WHAT IS REQUIRED :: What do the lines say from the start of the entries through the one containing "fn modify(&mut self, fd: RawFd, interest: Interest)"? Repeat them exactly.

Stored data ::
Content starts

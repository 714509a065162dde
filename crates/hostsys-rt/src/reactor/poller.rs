//! Alternate backend over the `polling` crate (epoll, kqueue, event ports).
//!
//! Registrations use level-triggered mode so readiness keeps being
//! reported until the registrant consumes it, matching `select`.

use std::collections::HashMap;
use std::io;
use std::os::fd::{BorrowedFd, RawFd};
use std::time::{Duration, Instant};

use polling::{Event, Events, PollMode, Poller};

use super::{Backend, Interest, Readiness};
use crate::error::{Error, Result, UsageError};

pub(crate) struct PollingBackend {
    poller: Poller,
    events: Events,
    interests: HashMap<RawFd, Interest>,
}

impl PollingBackend {
    pub(crate) fn new() -> Result<Self> {
        let poller = Poller::new().map_err(|e| Error::init("poller", e))?;
        Ok(PollingBackend {
            poller,
            events: Events::new(),
            interests: HashMap::new(),
        })
    }
}

fn event_for(fd: RawFd, interest: Interest) -> Event {
    Event::new(fd as usize, interest.readable, interest.writable)
}

impl Backend for PollingBackend {
    fn add(&mut self, fd: RawFd, interest: Interest) -> Result<()> {
        if fd < 0 {
            return Err(UsageError::InvalidDescriptor.into());
        }
        // add() is unsafe because the fd must be deleted before it is closed;
        // the queue deletes on unregister and on drop.
        unsafe {
            self.poller
                .add_with_mode(fd, event_for(fd, interest), PollMode::Level)
                .map_err(|e| Error::os("poller add", e))?;
        }
        self.interests.insert(fd, interest);
        Ok(())
    }

    fn modify(&mut self, fd: RawFd, interest: Interest) -> Result<()> {
        if !self.interests.contains_key(&fd) {
            return Err(UsageError::NotRegistered.into());
        }
        let borrowed = unsafe { BorrowedFd::borrow_raw(fd) };
        self.poller
            .modify_with_mode(&borrowed, event_for(fd, interest), PollMode::Level)
            .map_err(|e| Error::os("poller modify", e))?;
        self.interests.insert(fd, interest);
        Ok(())
    }

    fn delete(&mut self, fd: RawFd) -> Result<()> {
        if self.interests.remove(&fd).is_none() {
            return Err(UsageError::NotRegistered.into());
        }
        let borrowed = unsafe { BorrowedFd::borrow_raw(fd) };
        // The registrant may already have closed the fd, which removes it
        // from the kernel set on its own.
        if let Err(err) = self.poller.delete(&borrowed) {
            tracing::debug!(fd, %err, "poller delete failed");
        }
        Ok(())
    }

    fn wait(&mut self, timeout: Option<Duration>, ready: &mut Vec<Readiness>) -> Result<()> {
        let deadline = timeout.map(|t| Instant::now() + t);
        self.events.clear();
        loop {
            let left = deadline.map(|d| d.saturating_duration_since(Instant::now()));
            match self.poller.wait(&mut self.events, left) {
                // Woken early with nothing ready: an interrupt, not the deadline.
                Ok(_) if self.events.is_empty() && deadline.map_or(true, |d| Instant::now() < d) => {
                    continue
                }
                Ok(_) => break,
                Err(err) if err.kind() == io::ErrorKind::Interrupted => continue,
                Err(err) => return Err(Error::os("poller wait", err)),
            }
        }
        ready.extend(self.events.iter().map(|ev| Readiness {
            fd: ev.key as RawFd,
            readable: ev.readable,
            writable: ev.writable,
        }));
        Ok(())
    }

    fn len(&self) -> usize {
        self.interests.len()
    }
}
//! Log setup for hosts and the CLI.
//!
//! The library itself only emits `tracing` events. `init` installs a fmt
//! subscriber writing to stderr, filtered by `HOSTSYS_LOG` (same syntax as
//! `RUST_LOG`, default `info`). Calling it more than once is harmless, and it
//! leaves an already-installed global subscriber in place.

use std::sync::Once;

use tracing_subscriber::EnvFilter;

pub const LOG_ENV: &str = "HOSTSYS_LOG";

static INIT: Once = Once::new();

pub fn init() {
    INIT.call_once(|| {
        let filter = EnvFilter::try_from_env(LOG_ENV).unwrap_or_else(|_| EnvFilter::new("info"));
        let _ = tracing_subscriber::fmt()
            .with_env_filter(filter)
            .with_writer(std::io::stderr)
            .with_target(true)
            .try_init();
    });
}
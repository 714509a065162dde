//! pthread backend.
//!
//! Both primitives are boxed so the native object never moves after
//! `pthread_*_init`.

use std::cell::UnsafeCell;
use std::io;
use std::mem;
use std::time::Duration;

use crate::error::{Error, Result};

#[cfg(any(target_os = "linux", target_os = "android", target_os = "freebsd"))]
const WAIT_CLOCK: libc::clockid_t = libc::CLOCK_MONOTONIC;
#[cfg(not(any(target_os = "linux", target_os = "android", target_os = "freebsd")))]
const WAIT_CLOCK: libc::clockid_t = libc::CLOCK_REALTIME;

pub(crate) struct RawMutex {
    inner: Box<UnsafeCell<libc::pthread_mutex_t>>,
}

unsafe impl Send for RawMutex {}
unsafe impl Sync for RawMutex {}

impl RawMutex {
    pub(crate) fn new() -> Result<Self> {
        let inner = Box::new(UnsafeCell::new(libc::PTHREAD_MUTEX_INITIALIZER));
        let res = unsafe { libc::pthread_mutex_init(inner.get(), std::ptr::null()) };
        if res != 0 {
            return Err(Error::init("mutex", io::Error::from_raw_os_error(res)));
        }
        Ok(RawMutex { inner })
    }

    /// # Safety
    /// Must not already be held by the calling thread.
    pub(crate) unsafe fn lock(&self) {
        let res = libc::pthread_mutex_lock(self.inner.get());
        debug_assert_eq!(res, 0, "pthread_mutex_lock");
    }

    /// # Safety
    /// Must be held by the calling thread.
    pub(crate) unsafe fn unlock(&self) {
        let res = libc::pthread_mutex_unlock(self.inner.get());
        debug_assert_eq!(res, 0, "pthread_mutex_unlock");
    }
}

impl Drop for RawMutex {
    fn drop(&mut self) {
        let res = unsafe { libc::pthread_mutex_destroy(self.inner.get()) };
        if res != 0 {
            tracing::warn!(code = res, "pthread_mutex_destroy failed");
        }
    }
}

pub(crate) struct RawCondvar {
    inner: Box<UnsafeCell<libc::pthread_cond_t>>,
}

unsafe impl Send for RawCondvar {}
unsafe impl Sync for RawCondvar {}

impl RawCondvar {
    pub(crate) fn new() -> Result<Self> {
        let inner = Box::new(UnsafeCell::new(libc::PTHREAD_COND_INITIALIZER));
        unsafe {
            let mut attr: libc::pthread_condattr_t = mem::zeroed();
            let res = libc::pthread_condattr_init(&mut attr);
            if res != 0 {
                return Err(Error::init("condition variable", io::Error::from_raw_os_error(res)));
            }
            #[cfg(any(target_os = "linux", target_os = "android", target_os = "freebsd"))]
            {
                let res = libc::pthread_condattr_setclock(&mut attr, WAIT_CLOCK);
                if res != 0 {
                    libc::pthread_condattr_destroy(&mut attr);
                    return Err(Error::init("condition variable", io::Error::from_raw_os_error(res)));
                }
            }
            let res = libc::pthread_cond_init(inner.get(), &attr);
            libc::pthread_condattr_destroy(&mut attr);
            if res != 0 {
                return Err(Error::init("condition variable", io::Error::from_raw_os_error(res)));
            }
        }
        Ok(RawCondvar { inner })
    }

    /// # Safety
    /// `mutex` must be held by the calling thread.
    pub(crate) unsafe fn wait(&self, mutex: &RawMutex) -> Result<()> {
        let res = libc::pthread_cond_wait(self.inner.get(), mutex.inner.get());
        if res != 0 {
            return Err(Error::from_code("pthread_cond_wait", res));
        }
        Ok(())
    }

    /// Returns `true` when the wait timed out.
    ///
    /// # Safety
    /// `mutex` must be held by the calling thread.
    pub(crate) unsafe fn wait_timeout(&self, mutex: &RawMutex, timeout: Duration) -> Result<bool> {
        let deadline = deadline_after(timeout);
        match libc::pthread_cond_timedwait(self.inner.get(), mutex.inner.get(), &deadline) {
            0 => Ok(false),
            libc::ETIMEDOUT => Ok(true),
            res => Err(Error::from_code("pthread_cond_timedwait", res)),
        }
    }

    pub(crate) fn signal(&self) -> Result<()> {
        let res = unsafe { libc::pthread_cond_signal(self.inner.get()) };
        if res != 0 {
            return Err(Error::from_code("pthread_cond_signal", res));
        }
        Ok(())
    }

    pub(crate) fn broadcast(&self) -> Result<()> {
        let res = unsafe { libc::pthread_cond_broadcast(self.inner.get()) };
        if res != 0 {
            return Err(Error::from_code("pthread_cond_broadcast", res));
        }
        Ok(())
    }
}

impl Drop for RawCondvar {
    fn drop(&mut self) {
        let res = unsafe { libc::pthread_cond_destroy(self.inner.get()) };
        if res != 0 {
            tracing::warn!(code = res, "pthread_cond_destroy failed");
        }
    }
}

/// Absolute `WAIT_CLOCK` time `timeout` from now, saturating.
fn deadline_after(timeout: Duration) -> libc::timespec {
    let mut now: libc::timespec = unsafe { mem::zeroed() };
    unsafe { libc::clock_gettime(WAIT_CLOCK, &mut now) };

    let add_secs = i64::try_from(timeout.as_secs()).unwrap_or(i64::MAX);
    let mut secs = (now.tv_sec as i64).saturating_add(add_secs);
    let mut nsec = now.tv_nsec as i64 + i64::from(timeout.subsec_nanos());
    if nsec >= 1_000_000_000 {
        nsec -= 1_000_000_000;
        secs = secs.saturating_add(1);
    }

    let mut ts: libc::timespec = unsafe { mem::zeroed() };
    ts.tv_sec = secs.min(libc::time_t::MAX as i64) as libc::time_t;
    ts.tv_nsec = nsec as _;
    ts
}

Content ends

SOLUTION TO THE EXERCISE ::
repository 714509a065162dde
filename crates/hostsys-rt/src/reactor/poller.rs
//! Alternate backend over the `polling` crate (epoll, kqueue, event ports).
//!
//! Registrations use level-triggered mode so readiness keeps being
//! reported until the registrant consumes it, matching `select`.

use std::collections::HashMap;
use std::io;
use std::os::fd::{BorrowedFd, RawFd};
use std::time::{Duration, Instant};

use polling::{Event, Events, PollMode, Poller};

use super::{Backend, Interest, Readiness};
use crate::error::{Error, Result, UsageError};

pub(crate) struct PollingBackend {
    poller: Poller,
    events: Events,
    interests: HashMap<RawFd, Interest>,
}

impl PollingBackend {
    pub(crate) fn new() -> Result<Self> {
        let poller = Poller::new().map_err(|e| Error::init("poller", e))?;
        Ok(PollingBackend {
            poller,
            events: Events::new(),
            interests: HashMap::new(),
        })
    }
}

fn event_for(fd: RawFd, interest: Interest) -> Event {
    Event::new(fd as usize, interest.readable, interest.writable)
}

impl Backend for PollingBackend {
    fn add(&mut self, fd: RawFd, interest: Interest) -> Result<()> {
        if fd < 0 {
            return Err(UsageError::InvalidDescriptor.into());
        }
        // add() is unsafe because the fd must be deleted before it is closed;
        // the queue deletes on unregister and on drop.
        unsafe {
            self.poller
                .add_with_mode(fd, event_for(fd, interest), PollMode::Level)
                .map_err(|e| Error::os("poller add", e))?;
        }
        self.interests.insert(fd, interest);
        Ok(())
    }

    fn modify(&mut self, fd: RawFd, interest: Interest) -> Result<()> {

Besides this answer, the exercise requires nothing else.